(Provided records Opens)

//! VocalShop widget service - voice shopping assistant for French shops.
//!
//! This binary serves the assistant API, the embeddable widget and its
//! loader script on port 3000.
//!
//! # Architecture
//!
//! - Axum web framework; the widget UI is a static page talking JSON
//! - Pure-Rust NLU (intent + slots) over normalized French utterances
//! - Relaxation search and scored add-to-cart over a validated catalog
//! - Session-backed cart via tower-sessions (in-memory, short-lived)
//! - Guarded fetch proxy so the embed can load cross-origin feeds
//!
//! Speech recognition itself runs in the browser; the server only hosts
//! the cancellable listening session and everything after the transcript.

#![cfg_attr(not(test), forbid(unsafe_code))]

use sentry::integrations::tracing as sentry_tracing;
use tracing_subscriber::{layer::SubscriberExt, util::SubscriberInitExt};
use vocalshop_widget::config::WidgetConfig;
use vocalshop_widget::routes;
use vocalshop_widget::state::AppState;

/// Initialize Sentry error tracking and return guard that must be kept alive.
fn init_sentry(config: &WidgetConfig) -> Option<sentry::ClientInitGuard> {
    let dsn = config.sentry_dsn.as_ref()?;

    let guard = sentry::init((
        dsn.as_str(),
        sentry::ClientOptions {
            release: sentry::release_name!(),
            environment: config
                .sentry_environment
                .clone()
                .map(std::borrow::Cow::Owned),
            attach_stacktrace: true,
            ..Default::default()
        },
    ));

    tracing::info!("Sentry initialized");
    Some(guard)
}

/// Filter tracing events to Sentry event types.
fn sentry_event_filter(metadata: &tracing::Metadata<'_>) -> sentry_tracing::EventFilter {
    match *metadata.level() {
        tracing::Level::ERROR | tracing::Level::WARN => sentry_tracing::EventFilter::Event,
        tracing::Level::INFO | tracing::Level::DEBUG => sentry_tracing::EventFilter::Breadcrumb,
        _ => sentry_tracing::EventFilter::Ignore,
    }
}

#[tokio::main]
async fn main() {
    // Load configuration from environment (needed for Sentry init)
    let config = WidgetConfig::from_env().expect("Failed to load configuration");

    // Initialize Sentry (must be done before tracing subscriber)
    let _sentry_guard = init_sentry(&config);

    // Initialize tracing with EnvFilter and Sentry integration
    // Defaults to info level for our crate if RUST_LOG is not set
    let env_filter = tracing_subscriber::EnvFilter::try_from_default_env()
        .unwrap_or_else(|_| "vocalshop_widget=info,tower_http=debug".into());

    tracing_subscriber::registry()
        .with(env_filter)
        .with(tracing_subscriber::fmt::layer())
        .with(sentry_tracing::layer().event_filter(sentry_event_filter))
        .init();

    // Build application state (parses the embedded catalogs)
    let state = AppState::new(config.clone()).expect("Failed to initialize application state");

    // Build router with session layer
    let app = routes::app(state)
        // Sentry layers (outermost for full request coverage)
        .layer(sentry_tower::NewSentryLayer::new_from_top())
        .layer(sentry_tower::SentryHttpLayer::new().enable_transaction());

    // Start server
    let addr = config.socket_addr();
    tracing::info!("widget service listening on {}", addr);

    let listener = tokio::net::TcpListener::bind(addr)
        .await
        .expect("Failed to bind to address");

    axum::serve(listener, app)
        .with_graceful_shutdown(shutdown_signal())
        .await
        .expect("Server error");
}

/// Wait for shutdown signal (Ctrl+C or SIGTERM).
async fn shutdown_signal() {
    let ctrl_c = async {
        tokio::signal::ctrl_c()
            .await
            .expect("Failed to install Ctrl+C handler");
    };

    #[cfg(unix)]
    let terminate = async {
        tokio::signal::unix::signal(tokio::signal::unix::SignalKind::terminate())
            .expect("Failed to install signal handler")
            .recv()
            .await;
    };

    #[cfg(not(unix))]
    let terminate = std::future::pending::<()>();

    tokio::select! {
        () = ctrl_c => {},
        () = terminate => {},
    }

    tracing::info!("Shutdown signal received, starting graceful shutdown");
}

(Provided records Closes)

● Problem requirements: For the string "WidgetConfig", go line by line through the material and copy every line that has it.

● Finished exercise:
use vocalshop_widget::config::WidgetConfig;
fn init_sentry(config: &WidgetConfig) -> Option<sentry::ClientInitGuard> {
    let config = WidgetConfig::from_env().expect("Failed to load configuration");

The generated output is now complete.